También recordó Samuel las explicaciones de su madre, Macrina, a cerca de Jesús el
Cristo que fue condenado a muerte de cruz y que nada más expirar un viernes,
entre la hora de sexta y nona el sol se volvió negro como la boca de un lobo
cubriéndose la tierra de tinieblas sobre la ciudad de Jerusalén al mismo tiempo
que los malvados artífices de su muerte gritaban que aquel hombre realmente era
hijo de Dios
.
.
Aquello
empezaba a encajar, el pesimismo y la tristeza inundaba su corazón creyendo que
de un momento a otro todo se habría terminado.
Sin
embargo, en medio del azoramiento y confusión que sentía, recordó lo que un día
le explicó su maestro el maese Don Gil sobre el movimiento de los astros, que
eran redondos como una manzana y que la luna, si en su movimiento se colocaba
entre él sol y la tierra, no nos dejaría ver el sol. Eso es lo que parecía
estar pasando y la oscuridad podría ser la propia sombra de la luna proyectada
sobre la tierra. Ese
fenómeno por lo tanto no era nuevo, se trataría de un eclipse de sol, pero no
había duda de que era algo extraordinario y sobrecogedor que podría ser un
presagio de que algo importante iba a suceder.Ante
estos pensamientos y como si de otro eclipse dentro del que ya estaba presente
se tratase, pudo percibir como una voz interior cálida e íntima se deslizaba
hasta el oído de su propio corazón y usando un tono bajo, pero con inmensa
fuerza y determinación le decía:
. - “La muchedumbre de los hombres
corrientes no saben ver la luz que brilla en el cielo, pero tú, hijo mío, aún
dentro de esta oscuridad u otras oscuridades más profundas aún, deberás de
saber encontrar y abrazar la luz que siempre brilla en tu propio corazón.”
El
mensaje no podía ser más claro y aunque Samuel nunca había leído al gran
Maimónides y tampoco escuchó jamás la voz de su padre, sabía que ese
sentimiento en forma de voz, daba igual su procedencia, expresaba un mensaje
que su padre le mandaba como respuesta a la llamada de auxilio que le había
pedido unos minutos antes.
Toda
la consternación duró apenas media hora y cuando las gallinas dejaron de
cacarear y los murciélagos volvieron a la cueva, el orgulloso canto del gallo
anunció un prometedor amanecer en la vida de Samuel.
Aquel
viernes de junio ninguna de las personas que vivían en la Moraleja lo
olvidarían fácilmente por la sensación de impotencia en la que se vieron
sumidos y su absoluta incapacidad para reaccionar.
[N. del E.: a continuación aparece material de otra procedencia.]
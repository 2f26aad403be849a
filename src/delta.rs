//! Incremental delta computation.
//!
//! Raw and normalized histories are both newest first. The head of the
//! normalized history is the watermark: scanning the raw history from its head,
//! everything before the watermark is new and everything from it onward has
//! already been normalized in an earlier run.

use std::collections::HashSet;

use crate::error::Result;
use crate::models::{Purchase, RawEntry};
use crate::normalizer::Normalizer;

#[derive(Debug, Clone, Copy, PartialEq, Eq)]
pub enum ScanMode {
    /// No prior normalized history; every raw entry was normalized.
    FirstRun,
    /// Scanned down to `watermark`. `hit` is false when the raw history ran
    /// out first, which just means everything scanned was new.
    Incremental { watermark: i64, hit: bool },
}

#[derive(Debug, Clone)]
pub struct DeltaOutcome {
    /// Newly normalized purchases, newest first.
    pub delta: Vec<Purchase>,
    /// `delta ++ previous history`.
    pub history: Vec<Purchase>,
    pub mode: ScanMode,
    /// Raw entries looked at, including the watermark entry if reached.
    pub scanned: usize,
    /// Raw entries passed over because their id was already known.
    pub skipped: usize,
}

impl DeltaOutcome {
    pub fn is_empty(&self) -> bool {
        self.delta.is_empty()
    }
}

fn parse_id(raw: &RawEntry) -> Option<i64> {
    raw.transaction_id.trim().parse().ok()
}

/// Computes the purchases in `raw` that `history` does not reflect yet.
///
/// Any normalization failure aborts the whole computation: skipping a record
/// would leave it below the next watermark where it would never be revisited.
pub fn compute_delta(
    history: &[Purchase],
    raw: &[RawEntry],
    normalizer: &dyn Normalizer,
) -> Result<DeltaOutcome> {
    let watermark = history.first().map(|p| p.transaction_id);
    let mut known: HashSet<i64> = history.iter().map(|p| p.transaction_id).collect();

    let mut delta = Vec::new();
    let mut scanned = 0usize;
    let mut skipped = 0usize;
    let mut hit = false;

    for (position, entry) in raw.iter().enumerate() {
        scanned += 1;
        let id = parse_id(entry);

        if watermark.is_some() && id == watermark {
            hit = true;
            break;
        }
        if let Some(id) = id {
            if known.contains(&id) {
                tracing::warn!(
                    transaction_id = id,
                    position,
                    "skipping raw entry with an already known transaction id"
                );
                skipped += 1;
                continue;
            }
        }

        let purchase = normalizer.normalize(entry, position)?;
        known.insert(purchase.transaction_id);
        delta.push(purchase);
    }

    let mode = match watermark {
        None => ScanMode::FirstRun,
        Some(watermark) => {
            if !hit {
                tracing::info!(watermark, "raw history exhausted before reaching the watermark");
            }
            ScanMode::Incremental { watermark, hit }
        }
    };

    let mut merged = Vec::with_capacity(delta.len() + history.len());
    merged.extend(delta.iter().cloned());
    merged.extend(history.iter().cloned());

    tracing::info!(
        new = delta.len(),
        total = merged.len(),
        scanned,
        skipped,
        "computed delta"
    );

    Ok(DeltaOutcome {
        delta,
        history: merged,
        mode,
        scanned,
        skipped,
    })
}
Aquello estaba más allá de
lo previsto.
Unos
pensaron que podría ser un aviso del Dios Alláh sobre el castigo que se
avecinaba por haberse rendido ante los cristianos entregándoles sin lucha las
tierras de Hisn al Turab.
Otros pensaban que era un primer aviso que el
Dios Yahveh les enviaba reclamándoles mayor vigilancia ante una posible vuelta
del enemigo que durante tanto tiempo les había coartado su libertad religiosa.
Otros
adivinaban que aquello era una forma de lenguaje que Cristo el Salvador
utilizaba a modo de parábola visible para advertir a la humanidad sobre la
inminente llegada del fin del mundo prevista en el Apocalipsis de San Juan...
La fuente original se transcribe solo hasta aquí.